To verify everything is working correctly:

./scripts/test-integration.sh

This will test:

✅ API health endpoints
✅ Database connectivity
✅ RabbitMQ connectivity
✅ File upload functionality
✅ Plagiarism check workflow
✅ Frontend serving

Run Smoke Test (Quick)

curl http://localhost:8000/health

🛠️ Development

Frontend Development

The frontend is built with React and TypeScript.

Prerequisites: Node.js 20.19+ or 22.12+ is required.

cd frontend
npm install
npm run dev

The frontend dev server runs at http://localhost:3000

API Development

For API development with hot reload:

./scripts/setup-complete.sh dev

Or manually:

docker-compose -f docker-compose.yml -f docker-compose.dev.yml up -d

Running Tests

Unit Tests

cd src
pytest

Integration Tests

./scripts/test-integration.sh

Load Tests

# Run 10 concurrent health checks
for i in {1..10}; do
  curl -s http://localhost:8000/health &
done
wait

📊 API Documentation

When the API is running, visit:

Swagger UI: http://localhost:8000/docs
ReDoc: http://localhost:8000/redoc

API Key Authentication

The API supports authentication via API keys in addition to JWT tokens.
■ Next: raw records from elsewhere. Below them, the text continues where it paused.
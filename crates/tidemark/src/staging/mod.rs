//! First-stage staging pipeline.
//!
//! Ingested records buffer in memory and roll over into immutable,
//! GUID-named staging files, with every generation tracked through a
//! crash-recoverable rollover log. Downstream tiers consume committed
//! staging files; this module never merges them (that is the next stage's
//! job).

pub mod file;
pub mod log;
pub mod settings;
pub mod writer;

pub use file::StagingFile;
pub use log::{RolloverEntry, RolloverLog, RolloverState};
pub use settings::{FirstStageWriterSettings, RolloverLogSettings, StagingFileSettings};
pub use writer::{FirstStageWriter, RolloverReason};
This is useful for programmatic access, CI/CD pipelines, and third-party integrations.

Creating an API Key

Login via /auth/login to get a JWT token
POST to /auth/api-keys with {"name": "my-key-name", "expires_in_days": 30}
Save the returned raw_key value - it won't be shown again!

Example:

# First, get a JWT token
curl -X POST http://localhost:8000/plagitype/auth/login \
  -H "Content-Type: application/json" \
  -d '{"email":"admin@example.com","password":"your-password"}'

# Use the token to create an API key
curl -X POST http://localhost:8000/plagitype/auth/api-keys \
  -H "Authorization: Bearer YOUR_JWT_TOKEN" \
  -H "Content-Type: application/json" \
  -d '{"name":"My API Key","expires_in_days":30}'

Using an API Key

Include the X-API-Key header in your requests:

curl -H "X-API-Key: YOUR_API_KEY" \
  http://localhost:8000/plagitype/plagiarism/tasks

Managing API Keys

List keys: GET /auth/api-keys (requires authentication)
Create key: POST /auth/api-keys (requires authentication)
Revoke key: DELETE /auth/api-keys/{key_id} (requires authentication)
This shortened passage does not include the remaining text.